A TVI apresentou uma reportagem cuja premissa assenta na existência de que há “abusadores sexuais de menores, condenados, a trabalhar nas escolas portuguesas”, especificando dois exemplos concretos, entre os quais o caso de um professor que consta “na lista nacional de abusadores sexuais de menores e que dá aulas numa escola em Anadia.”
Penso que não é necessário referir a gravidade que é ter um condenado por crimes sexuais contra menores continuar a exercer uma profissão na qual lida diariamente com crianças. É uma falha na segurança destas crianças e dos seus direitos que não pode ser tolerada e que tem de ser resolvida. No entanto, acredito que esta situação em concreto possa ser resolvida com o cumprimento da apresentação do registo criminal, antes da contratação dos professores, tal como está previsto na lei desde 2009 e que foi criada segundo as recomendações da Convenção do Conselho da Europa contra a Exploração Sexual e o Abuso Sexual de Crianças.
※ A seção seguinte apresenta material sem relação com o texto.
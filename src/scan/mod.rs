// Copyright (C) 2026  Caprica Software Limited
//
// This program is free software: you can redistribute it and/or modify
// it under the terms of the GNU General Public License as published by
// the Free Software Foundation, either version 3 of the License, or
// (at your option) any later version.
//
// This program is distributed in the hope that it will be useful,
// but WITHOUT ANY WARRANTY; without even the implied warranty of
// MERCHANTABILITY or FITNESS FOR A PARTICULAR PURPOSE.  See the
// GNU General Public License for more details.
//
// You should have received a copy of the GNU General Public License
// along with this program.  If not, see <https://www.gnu.org/licenses/>.

//! Filesystem enumeration.
//!
//! This module discovers the media files currently on disk. It utilizes
//! `WalkDir` for efficient directory traversal and reports each file's
//! identity (path, modification time, size) without opening it.
//!
//! # Completeness contract
//!
//! Reconciliation detects deletions by comparing the cache against the
//! enumerated listing, so a listing must be complete to be usable. Any
//! traversal failure therefore yields [`Listing::Unknown`] rather than a
//! silently truncated result; a partial listing would read as mass
//! deletion downstream.

pub mod tags;

use std::path::Path;

use tracing::{debug, warn};
use walkdir::WalkDir;

use crate::model::{FileIdentity, Listing};
use crate::util::time::millis_since_epoch;

/// Lists the current media files under a set of root directories.
///
/// Implementations must return either every matching file or
/// [`Listing::Unknown`]; never a partial listing.
pub trait FileSystemEnumerator: Send {
    fn enumerate(&self, roots: &[String]) -> Listing;
}

/// Recursive directory walker filtering by file extension.
pub struct WalkdirEnumerator {
    extensions: Vec<String>,
}

impl WalkdirEnumerator {
    /// Creates an enumerator matching the given extensions, compared
    /// case-insensitively and without the leading dot.
    pub fn new(extensions: &[String]) -> Self {
        Self {
            extensions: extensions.iter().map(|e| e.to_lowercase()).collect(),
        }
    }

    fn matches_extension(&self, path: &Path) -> bool {
        path.extension()
            .and_then(|ext| ext.to_str())
            .map(|ext| self.extensions.iter().any(|e| ext.eq_ignore_ascii_case(e)))
            .unwrap_or(false)
    }
}

impl FileSystemEnumerator for WalkdirEnumerator {
    fn enumerate(&self, roots: &[String]) -> Listing {
        // An unconfigured session must not look like an empty library;
        // an empty complete listing would cascade into mass deletion.
        if roots.is_empty() {
            warn!("no media directories configured, listing unknown");
            return Listing::Unknown;
        }

        let mut files = Vec::new();

        for root in roots {
            if !Path::new(root).is_dir() {
                warn!(root = %root, "media directory not readable, listing unknown");
                return Listing::Unknown;
            }

            for entry in WalkDir::new(root) {
                let entry = match entry {
                    Ok(entry) => entry,
                    Err(e) => {
                        // A traversal error means completeness is gone,
                        // not that the subtree is empty.
                        warn!(root = %root, error = %e, "traversal failed, listing unknown");
                        return Listing::Unknown;
                    }
                };

                if !entry.file_type().is_file() || !self.matches_extension(entry.path()) {
                    continue;
                }

                let Some(path) = entry.path().to_str() else {
                    debug!(path = %entry.path().display(), "skipping non-UTF-8 path");
                    continue;
                };

                let metadata = match entry.metadata() {
                    Ok(metadata) => metadata,
                    Err(e) => {
                        // Vanished or unreadable between walk and stat;
                        // such a file cannot be tag-read either.
                        debug!(path = %path, error = %e, "skipping unreadable file");
                        continue;
                    }
                };

                files.push(FileIdentity {
                    path: path.to_string(),
                    mtime_millis: metadata
                        .modified()
                        .map(millis_since_epoch)
                        .unwrap_or(0),
                    size_bytes: i64::try_from(metadata.len()).unwrap_or(i64::MAX),
                });
            }
        }

        Listing::Complete(files)
    }
}

#[cfg(test)]
mod tests {
    use super::*;
    use std::fs;

    fn enumerator() -> WalkdirEnumerator {
        WalkdirEnumerator::new(&["mp3".to_string(), "flac".to_string()])
    }

    #[test]
    fn enumerates_matching_files_with_sizes() {
        let dir = tempfile::tempdir().unwrap();
        fs::write(dir.path().join("a.mp3"), b"aaaa").unwrap();
        fs::write(dir.path().join("b.flac"), b"bbbbbb").unwrap();
        fs::write(dir.path().join("notes.txt"), b"nope").unwrap();
        fs::create_dir(dir.path().join("sub")).unwrap();
        fs::write(dir.path().join("sub/c.mp3"), b"cc").unwrap();

        let root = dir.path().to_str().unwrap().to_string();
        let Listing::Complete(mut files) = enumerator().enumerate(&[root]) else {
            panic!("expected a complete listing");
        };
        files.sort_by(|a, b| a.path.cmp(&b.path));

        assert_eq!(files.len(), 3);
        assert!(files.iter().all(|f| f.mtime_millis > 0));
        assert_eq!(files[0].size_bytes, 4);
    }

    #[test]
    fn extension_match_is_case_insensitive() {
        let dir = tempfile::tempdir().unwrap();
        fs::write(dir.path().join("LOUD.MP3"), b"x").unwrap();

        let root = dir.path().to_str().unwrap().to_string();
        let Listing::Complete(files) = enumerator().enumerate(&[root]) else {
            panic!("expected a complete listing");
        };
        assert_eq!(files.len(), 1);
    }

    #[test]
    fn missing_root_yields_unknown_not_empty() {
        let listing = enumerator().enumerate(&["/definitely/not/a/real/dir".to_string()]);
        assert_eq!(listing, Listing::Unknown);
    }

    #[test]
    fn no_roots_yields_unknown_not_empty() {
        let listing = enumerator().enumerate(&[]);
        assert_eq!(listing, Listing::Unknown);
    }

    #[test]
    fn empty_directory_yields_empty_complete_listing() {
        let dir = tempfile::tempdir().unwrap();

        let root = dir.path().to_str().unwrap().to_string();
        let listing = enumerator().enumerate(&[root]);
        assert_eq!(listing, Listing::Complete(vec![]));
    }
}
Face a estes casos, é importante para mim referir um conjunto de aspetos. Para a vítima, saber que os abusadores continuam livres de manter contacto com outras crianças é uma segunda forma de violência. Tal como diz uma das vítimas, entrevistada na reportagem, é uma desvalorização da sua história de abuso e contribui, ainda, para o silenciamento de outras vítimas e para que estas não procurem apoio. É um reforço do sentimento de impunidade para os abusadores e uma agressão continuada para as vítimas.
Um outro aspeto que gostaria de salientar é que certos abusadores não escolhem estas profissões por acaso, enveredando por cargos nos quais possam ter contacto com crianças. Não estamos a falar só de professores, falamos também de animadores, educadores, escuteiros, padres, treinadores. Não é uma escolha por acaso e é importante ter isso em conta.
Quando debatemos abusos sexuais de crianças, por vezes corro o risco de ser visto como alarmista, mas a verdade é que a desinformação sobre estes crimes alimenta um contexto que deixa as crianças desprotegidas. A realidade é que, segundo o Conselho da Europa, 1 em cada 5 crianças é vítima de alguma forma de violência sexual e, ao contrário do que muitas pessoas possam acreditar, os abusadores não são desconhecidos. Em 70% a 85% dos casos, o abusador conhece e mantém uma relação de confiança com as crianças. É esta a realidade.
Nos casos de homens que foram vítimas de violência sexual, e que acompanhamos na Quebrar o Silêncio, também é esta a nossa experiência. Em mais de 95% dos casos dos homens que foram abusados sexualmente na infância o abusador era alguém conhecido: familiares, professores, padres, treinadores de futebol ou tinham profissões com responsabilidade sobre crianças.
A violência sexual contra crianças é uma endemia que afeta a nossa sociedade. É fundamental que haja, cada vez mais, um debate sobre este crime que pode ter consequências devastadoras na vida destas crianças. Não é no sentido de alarmar e de fomentar o caos, mas no sentido de informar para prevenir. Porque se os abusadores se aproveitam da desinformação, a informação correta e rigorosa servirá para promover a prevenção.